Posted by Chuck Harrell on Mar 1, 2016 11:00:00 AM

droneIt seems that we can't get enough of drones, they are everywhere. They're being used to take spectacular and unusual videos that would have once required helicopters and there are also competitions where enthusiasts build their own and race them around obstacle courses using FPV goggles.

But aside from the fun hobbyist and semi-professional or professional videographers, there is a serious side to drones.  In the oil and gas industry, inspecting the highest parts of a rig is dangerous time consuming job in which roughnecks are dangled from a wire to assess the most hostile parts of the rig.  Because of the harsh conditions in which they find themselves, oil rigs are prone to rust and corrosion caused by the salt in the water and the air and they also work for 40 years instead of the 20 they're designed.  Any cracks in the system could be fatal.
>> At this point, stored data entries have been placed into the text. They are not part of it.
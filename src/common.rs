//! Wire-level enumerations shared by [`crate::read`] and [`crate::write`]
//! (format spec §6.5). Their integer assignments are part of the on-disk
//! format: adding a variant is a version bump, not a patch release.

use crate::error::{Error, Result};

/// Discriminant of a [`crate::types`] record.
#[derive(Debug, Clone, Copy, PartialEq, Eq, Hash)]
#[repr(u8)]
pub enum TypeKind {
    /// The nil/unit type marker.
    None = 1,
    /// A primitive type (see [`BasicKind`]).
    Basic = 2,
    /// A function signature.
    Signature = 3,
    /// A named calling convention.
    Abi = 4,
    /// A named program section.
    Section = 5,
    /// A fixed-length homogeneous array.
    Array = 6,
}

impl TypeKind {
    pub(crate) fn from_u8(value: u8) -> Result<TypeKind> {
        Ok(match value {
            1 => TypeKind::None,
            2 => TypeKind::Basic,
            3 => TypeKind::Signature,
            4 => TypeKind::Abi,
            5 => TypeKind::Section,
            6 => TypeKind::Array,
            other => {
                return Err(Error::UnrecognisedKind {
                    what: "type",
                    value: other as u32,
                })
            }
        })
    }
}

/// A primitive type kind (format spec §3.2, §6.5).
#[derive(Debug, Clone, Copy, PartialEq, Eq, Hash)]
#[repr(u8)]
pub enum BasicKind {
    Bool = 1,
    Int = 2,
    Int8 = 3,
    Int16 = 4,
    Int32 = 5,
    Int64 = 6,
    Uint = 7,
    Uint8 = 8,
    Byte = 9,
    Uint16 = 10,
    Uint32 = 11,
    Uint64 = 12,
    Uintptr = 13,
    String = 14,
    UntypedBool = 15,
    UntypedInt = 16,
    UntypedString = 17,
}

impl BasicKind {
    pub(crate) fn from_u8(value: u8) -> Result<BasicKind> {
        Ok(match value {
            1 => BasicKind::Bool,
            2 => BasicKind::Int,
            3 => BasicKind::Int8,
            4 => BasicKind::Int16,
            5 => BasicKind::Int32,
            6 => BasicKind::Int64,
            7 => BasicKind::Uint,
            8 => BasicKind::Uint8,
            9 => BasicKind::Byte,
            10 => BasicKind::Uint16,
            11 => BasicKind::Uint32,
            12 => BasicKind::Uint64,
            13 => BasicKind::Uintptr,
            14 => BasicKind::String,
            15 => BasicKind::UntypedBool,
            16 => BasicKind::UntypedInt,
            17 => BasicKind::UntypedString,
            other => {
                return Err(Error::UnrecognisedKind {
                    what: "basic type",
                    value: other as u32,
                })
            }
        })
    }
}

/// Discriminant of a [`crate::symbol::Symbol`] record.
#[derive(Debug, Clone, Copy, PartialEq, Eq, Hash)]
#[repr(u32)]
pub enum SymKind {
    BooleanConstant = 1,
    IntegerConstant = 2,
    BigIntegerConstant = 3,
    BigNegativeIntegerConstant = 4,
    StringConstant = 5,
    Function = 6,
    Abi = 7,
    Section = 8,
    ArrayConstant = 9,
}

impl SymKind {
    pub(crate) fn from_u32(value: u32) -> Result<SymKind> {
        Ok(match value {
            1 => SymKind::BooleanConstant,
            2 => SymKind::IntegerConstant,
            3 => SymKind::BigIntegerConstant,
            4 => SymKind::BigNegativeIntegerConstant,
            5 => SymKind::StringConstant,
            6 => SymKind::Function,
            7 => SymKind::Abi,
            8 => SymKind::Section,
            9 => SymKind::ArrayConstant,
            other => return Err(Error::InvalidSymbolKindValue(other)),
        })
    }
}

/// Discriminant of a [`crate::linkage::Linkage`] record's relocation kind.
#[derive(Debug, Clone, Copy, PartialEq, Eq, Hash)]
#[repr(u8)]
pub enum LinkType {
    /// The absolute address of the target is written in.
    FullAddress = 0,
    /// `target - (function_start + address)` is written in.
    RelativeAddress = 1,
}

impl LinkType {
    pub(crate) fn from_u8(value: u8) -> Result<LinkType> {
        Ok(match value {
            0 => LinkType::FullAddress,
            1 => LinkType::RelativeAddress,
            other => {
                return Err(Error::UnrecognisedKind {
                    what: "linkage type",
                    value: other as u32,
                })
            }
        })
    }
}

/// A program section's access permissions, stored as a bitmask in the low 3
/// bits of the section record's permissions byte.
#[derive(Debug, Clone, Copy, PartialEq, Eq, Hash, Default)]
pub struct Permissions(pub u8);

impl Permissions {
    pub const READ: Permissions = Permissions(0b001);
    pub const WRITE: Permissions = Permissions(0b010);
    pub const EXECUTE: Permissions = Permissions(0b100);

    pub fn is_readable(self) -> bool {
        self.0 & Self::READ.0 != 0
    }

    pub fn is_writable(self) -> bool {
        self.0 & Self::WRITE.0 != 0
    }

    pub fn is_executable(self) -> bool {
        self.0 & Self::EXECUTE.0 != 0
    }
}

impl std::ops::BitOr for Permissions {
    type Output = Permissions;
    fn bitor(self, rhs: Permissions) -> Permissions {
        Permissions(self.0 | rhs.0)
    }
}

/// Fixed encoded size, in bytes, of a [`crate::section::ProgramSection`]
/// record.
pub const PROGRAM_SECTION_RECORD_SIZE: u64 = 24;

/// Fixed encoded size, in bytes, of a [`crate::symbol::Symbol`] record.
pub const SYMBOL_RECORD_SIZE: u64 = 44;

/// Fixed encoded size, in bytes, of a [`crate::linkage::Linkage`] record.
pub const LINKAGE_RECORD_SIZE: u64 = 36;

#[cfg(test)]
mod tests {
    use super::*;

    #[test]
    fn type_kind_round_trips() {
        for (value, kind) in [
            (1u8, TypeKind::None),
            (2, TypeKind::Basic),
            (3, TypeKind::Signature),
            (4, TypeKind::Abi),
            (5, TypeKind::Section),
            (6, TypeKind::Array),
        ] {
            assert_eq!(TypeKind::from_u8(value).unwrap(), kind);
        }
        assert!(TypeKind::from_u8(0).is_err());
        assert!(TypeKind::from_u8(7).is_err());
    }

    #[test]
    fn sym_kind_round_trips() {
        assert_eq!(SymKind::from_u32(1).unwrap(), SymKind::BooleanConstant);
        assert_eq!(SymKind::from_u32(9).unwrap(), SymKind::ArrayConstant);
        assert!(SymKind::from_u32(0).is_err());
        assert!(SymKind::from_u32(10).is_err());
    }

    #[test]
    fn permissions_bitmask() {
        let p = Permissions::READ | Permissions::EXECUTE;
        assert!(p.is_readable());
        assert!(!p.is_writable());
        assert!(p.is_executable());
    }
}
Now there are a few companies which are using drones to inspect the tallest hazardous parts of gas refinery live flare stacks and chimneys.  By providing live thermal video feeds and photographs of the site, inspectors can immediately see what is going on and save many thousands of dollars in inspection fees and machinery shutoff.  This video from Cyberhawk Innovations demonstrates how a drone pilot and an inspector work together to fly the drone and analyze the information.  The images are also capable of being sent to a control rooms in real time where a team of engineers can discuss the findings and, if necessary, take immediate action.  In some cases, the drones will video the structure and then build a 3D model of it before running algorithms which will map any abnormalities.  Some drones even have gas sensors which can sniff out gas leaks as they fly past.

In the future, the plan is to automate the drones so they fly specific routes to ensure that every inch of the structure is covered as they recognize and avoid obstacles.  Since drone technology has made huge advances in the last eight or so years, it's easy to see that in the next eight years, self-flying drones will be available.